[Items listed in a dataset]
++++++++

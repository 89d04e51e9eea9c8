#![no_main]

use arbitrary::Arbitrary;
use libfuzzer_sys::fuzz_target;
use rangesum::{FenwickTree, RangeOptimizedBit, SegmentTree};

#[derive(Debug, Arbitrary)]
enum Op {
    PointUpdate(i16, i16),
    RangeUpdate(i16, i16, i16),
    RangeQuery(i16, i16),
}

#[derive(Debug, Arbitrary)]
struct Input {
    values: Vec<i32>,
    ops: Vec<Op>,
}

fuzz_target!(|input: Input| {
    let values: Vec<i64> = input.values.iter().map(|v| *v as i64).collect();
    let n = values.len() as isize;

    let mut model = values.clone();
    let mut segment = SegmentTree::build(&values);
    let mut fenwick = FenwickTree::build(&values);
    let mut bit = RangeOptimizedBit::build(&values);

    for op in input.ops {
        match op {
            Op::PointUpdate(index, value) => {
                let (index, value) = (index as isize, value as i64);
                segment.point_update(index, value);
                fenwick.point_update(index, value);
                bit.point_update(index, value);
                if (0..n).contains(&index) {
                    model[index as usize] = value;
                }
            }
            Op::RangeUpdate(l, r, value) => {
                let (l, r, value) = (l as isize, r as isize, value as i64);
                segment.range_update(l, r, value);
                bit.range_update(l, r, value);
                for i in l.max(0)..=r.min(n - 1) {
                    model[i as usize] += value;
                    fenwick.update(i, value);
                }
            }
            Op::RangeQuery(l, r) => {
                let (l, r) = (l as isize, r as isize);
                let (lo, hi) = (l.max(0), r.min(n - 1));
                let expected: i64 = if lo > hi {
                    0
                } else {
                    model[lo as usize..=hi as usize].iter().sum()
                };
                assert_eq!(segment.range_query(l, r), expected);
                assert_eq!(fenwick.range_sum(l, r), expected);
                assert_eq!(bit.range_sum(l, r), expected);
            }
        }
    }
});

++++++++

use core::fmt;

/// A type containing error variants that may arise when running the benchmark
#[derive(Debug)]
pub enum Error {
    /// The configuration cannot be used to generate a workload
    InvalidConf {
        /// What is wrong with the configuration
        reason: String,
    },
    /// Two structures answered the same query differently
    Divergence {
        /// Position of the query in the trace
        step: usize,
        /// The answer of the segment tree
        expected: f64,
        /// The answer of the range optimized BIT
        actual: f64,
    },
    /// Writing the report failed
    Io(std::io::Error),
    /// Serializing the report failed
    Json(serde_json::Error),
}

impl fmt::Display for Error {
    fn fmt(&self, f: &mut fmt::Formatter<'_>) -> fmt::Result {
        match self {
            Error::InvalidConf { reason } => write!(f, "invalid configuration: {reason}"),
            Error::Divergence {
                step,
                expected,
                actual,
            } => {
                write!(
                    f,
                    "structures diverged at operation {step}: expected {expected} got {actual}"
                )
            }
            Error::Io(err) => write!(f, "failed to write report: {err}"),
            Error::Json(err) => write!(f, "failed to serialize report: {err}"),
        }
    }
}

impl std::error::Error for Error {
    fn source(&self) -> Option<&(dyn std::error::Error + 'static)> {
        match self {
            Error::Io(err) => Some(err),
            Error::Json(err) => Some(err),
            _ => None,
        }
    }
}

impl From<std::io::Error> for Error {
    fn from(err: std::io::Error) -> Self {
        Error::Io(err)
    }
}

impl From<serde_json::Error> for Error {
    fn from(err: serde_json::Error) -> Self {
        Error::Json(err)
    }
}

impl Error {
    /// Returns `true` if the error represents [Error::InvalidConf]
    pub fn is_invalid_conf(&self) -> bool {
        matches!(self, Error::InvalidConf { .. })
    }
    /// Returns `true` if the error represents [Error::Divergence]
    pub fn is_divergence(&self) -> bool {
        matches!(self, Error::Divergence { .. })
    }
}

++++++++

• **Exercise description**
Look through the entries, and return every line that the word "model" appears in.

• **Exercise output**
    let mut model = values.clone();
                    model[index as usize] = value;
                    model[i as usize] += value;
                    model[lo as usize..=hi as usize].iter().sum()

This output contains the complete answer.